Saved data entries

=-=-=-=-=

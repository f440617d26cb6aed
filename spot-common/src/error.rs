//  Copyright 2024 SRA Tools Authors
//
//  Licensed under the Apache License, Version 2.0 (the "License");
//  you may not use this file except in compliance with the License.
//  You may obtain a copy of the License at
//
//  http://www.apache.org/licenses/LICENSE-2.0
//
//  Unless required by applicable law or agreed to in writing, software
//  distributed under the License is distributed on an "AS IS" BASIS,
//  WITHOUT WARRANTIES OR CONDITIONS OF ANY KIND, either express or implied.
//  See the License for the specific language governing permissions and
//  limitations under the License.

use thiserror::Error;

/// The typed error taxonomy raised by the spot-assembly core. A host process maps these
/// to exit codes; this crate only ever surfaces one of these variants, never a bare
/// `anyhow`-style string.
#[derive(Debug, Error)]
pub enum LoaderError {
    #[error("failed to decode a BAM record: {0}")]
    Decode(#[source] Box<dyn std::error::Error + Send + Sync>),

    #[error("reference '{name}' could not be verified: {reason}")]
    BadReference { name: String, reason: String },

    #[error("{found} distinct read groups exceed capacity {cap}; should have collapsed to single-group mode before ingest")]
    TooManyGroups { found: usize, cap: usize },

    #[error("mate inconsistency for read '{name}': {reason}")]
    InconsistentMate { name: String, reason: String },

    #[error("too many low-match alignments against the reference set: {count} (limit {limit})")]
    LowMatch { count: u64, limit: u64 },

    #[error(
        "projected memory usage ({projected} bytes) exceeded 1.25x the {limit} byte budget for {consecutive} consecutive samples"
    )]
    OutOfMemoryPrediction { projected: u64, limit: u64, consecutive: u32 },

    #[error("writer I/O error: {0}")]
    WriterIo(#[from] std::io::Error),

    #[error("mate bank I/O error: {0}")]
    BankIo(std::io::Error),

    #[error("load cancelled")]
    Cancelled,
}

pub type Result<T> = std::result::Result<T, LoaderError>;

/// Counters accumulated across a class of recoverable error, surfaced in the single
/// concise diagnostic described by the error handling design (recoverable counts stay
/// recoverable up to a configured limit, then the class becomes fatal).
#[derive(Debug, Default, Clone, Copy)]
pub struct ErrorCounters {
    pub malformed_records: u64,
    pub unknown_references: u64,
    pub mate_inconsistencies: u64,
    pub low_match_events: u64,
}

impl ErrorCounters {
    pub fn total(&self) -> u64 {
        self.malformed_records + self.unknown_references + self.mate_inconsistencies + self.low_match_events
    }
}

=-=-=-=-=

*Goal of the exercise*
Would you output, from the records above, exactly the run of lines that starts at the line containing "bytes) exceeded 1.25x" and ends at the line containing "pub fn total(&self)", and only that run?

*Reply to the exercise*
        "projected memory usage ({projected} bytes) exceeded 1.25x the {limit} byte budget for {consecutive} consecutive samples"
    )]
    OutOfMemoryPrediction { projected: u64, limit: u64, consecutive: u32 },

    #[error("writer I/O error: {0}")]
    WriterIo(#[from] std::io::Error),

    #[error("mate bank I/O error: {0}")]
    BankIo(std::io::Error),

    #[error("load cancelled")]
    Cancelled,
}

pub type Result<T> = std::result::Result<T, LoaderError>;

/// Counters accumulated across a class of recoverable error, surfaced in the single
/// concise diagnostic described by the error handling design (recoverable counts stay
/// recoverable up to a configured limit, then the class becomes fatal).
#[derive(Debug, Default, Clone, Copy)]
pub struct ErrorCounters {
    pub malformed_records: u64,
    pub unknown_references: u64,
    pub mate_inconsistencies: u64,
    pub low_match_events: u64,
}

impl ErrorCounters {
    pub fn total(&self) -> u64 {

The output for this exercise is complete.